Cette tactique, très efficace, fait toujours et plus que jamais partie du
panel d'action de la Guerre Électronique Navale moderne. Ainsi, par cette
combinaison de furtivité radar et de tactiques, innovantes pour l'époque,
à base de leurres à paillettes, les Israéliens sortirent vainqueurs de
tous les conflits maritimes de la Guerre du Kippour.
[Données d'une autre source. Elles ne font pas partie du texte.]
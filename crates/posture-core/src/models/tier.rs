use serde::{Deserialize, Deserializer, Serialize};
use std::fmt;
use ts_rs::TS;

use crate::constants::MAX_TIER;
use crate::errors::StoreError;

/// Maturity tier for one asset/function pair, validated to `0..=4`.
///
/// `0` means not applicable or not yet scored and is excluded from
/// aggregation. `1..=4` are increasing maturity, 4 being automated.
#[derive(Debug, Clone, Copy, Default, PartialEq, Eq, Hash, PartialOrd, Ord, Serialize, TS)]
#[ts(export)]
pub struct Tier(u8);

impl Tier {
    /// Not applicable / never scored.
    pub const UNSCORED: Tier = Tier(0);

    /// Validate a raw score.
    pub fn new(value: u8) -> Result<Self, StoreError> {
        if value > MAX_TIER {
            return Err(StoreError::InvalidTier { value });
        }
        Ok(Self(value))
    }

    /// Get the raw value.
    pub fn value(self) -> u8 {
        self.0
    }

    /// True for tiers 1..=4; these are the only scores that take part in aggregation.
    pub fn is_scored(self) -> bool {
        self.0 > 0
    }
}

impl fmt::Display for Tier {
    fn fmt(&self, f: &mut fmt::Formatter<'_>) -> fmt::Result {
        write!(f, "Tier {}", self.0)
    }
}

impl TryFrom<u8> for Tier {
    type Error = StoreError;

    fn try_from(value: u8) -> Result<Self, Self::Error> {
        Self::new(value)
    }
}

impl From<Tier> for u8 {
    fn from(t: Tier) -> Self {
        t.0
    }
}

impl<'de> Deserialize<'de> for Tier {
    fn deserialize<D: Deserializer<'de>>(deserializer: D) -> Result<Self, D::Error> {
        let raw = u8::deserialize(deserializer)?;
        Tier::new(raw).map_err(serde::de::Error::custom)
    }
}
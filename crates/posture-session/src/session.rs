//! Session — one user's store plus activity timestamps.

use chrono::{DateTime, Duration, Utc};

use posture_store::AssetStore;

#[derive(Debug, Clone)]
pub struct Session {
    pub store: AssetStore,
    pub created_at: DateTime<Utc>,
    /// Bumped on every write through the manager.
    pub last_activity: DateTime<Utc>,
}

impl Session {
    pub fn new() -> Self {
        let now = Utc::now();
        Self {
            store: AssetStore::new(),
            created_at: now,
            last_activity: now,
        }
    }

    pub fn touch(&mut self) {
        self.last_activity = Utc::now();
    }

    /// Time since last activity, measured against `now`.
    pub fn idle_for(&self, now: DateTime<Utc>) -> Duration {
        now - self.last_activity
    }
}

impl Default for Session {
    fn default() -> Self {
        Self::new()
    }
}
Cette logique n'a jamais été remise en cause en Israël. Elle a abouti à la conception de la corvette Saar V actuelle, un des bâtiments les plus furtif, avec les frégates de classe La Fayette, sur le plan de la discrétion radar.
![]() Les Exocet purent être lancés à des distances de 40 à 50 km, hors de portée des radars britanniques. Le bilan fut dévastateur.. |
Le conflit des Malouines en 1982 ne fit qu'amplifier ce phénomène. En effet, si l'armement et la technologie étaient largement en faveur des anglais, il y avait une exception de taille : les Argentins disposaient de 5 missiles français Exocet AM39 portés par des Super-Etendard. Ces missiles ont pu être lancés à des distances de 40 à 50 km, hors de portée des radars britanniques. Le bilan fut dévastateur.
Le premier Exocet tiré toucha le destroyer Sheffield, provoquant des dégâts tels que le bâtiment dû être coulé. Les deux Exocet suivants ont coulé le transporteur Atlantic Conveyor, sans doute après avoir été détournés par les leurres à paillettes largués pour protéger le porte-avions Hermès qui avait été pris pour cible. Le quatrième a atteint le croiseur Glamoran, détruisant la plage arrière du bâtiment. Enfin, le dernier Exocet tiré est allé se perdre en mer. Il a certainement été heureux pour les forces britanniques que les Argentins, suite à l'arrêt des livraisons d'Exocet, décidé par la France, n'aient disposé que de cinq missiles AM39 ... Ce conflit a conduit à envisager l'autodéfense antimissiles des bâtiments comme une combinaison de tous les moyens possibles : missiles anti-missiles, canons, brouilleurs, leurres, en coordonnant le tout par un système fédérateur.
Il est primordial de bien connaître la menace dont la complexité va croissant, en associant à cette expertise la définition de moyens de lutte toujours plus innovants. La discrétion radar en fait partie. II est de nos jours inacceptable pour un bâtiment de combat qu'un missile antinavires isolé pénètre ses défenses, hard-kill (missiles anti-missiles, canons) ou softkill (GE : leurrage, brouillage), comme ce fut le cas pour le Sheffield. Opérationnellement, la furtivité radar des bâtiments se place donc désormais parmi les plus importantes caractéristiques actuelles dans la définition d'un bateau. En effet, le tir et le guidage d'un missile nécessitent sa détection, sa classification et sa poursuite. Un bateau à faible signature radar limite la portée de détection des systèmes de conduite de tir et de désignation d'objectifs, rend plus délicate sa classification en tant que cible potentielle, et améliore considérablement l'efficacité des contre-mesures face à un autodirecteur de missile.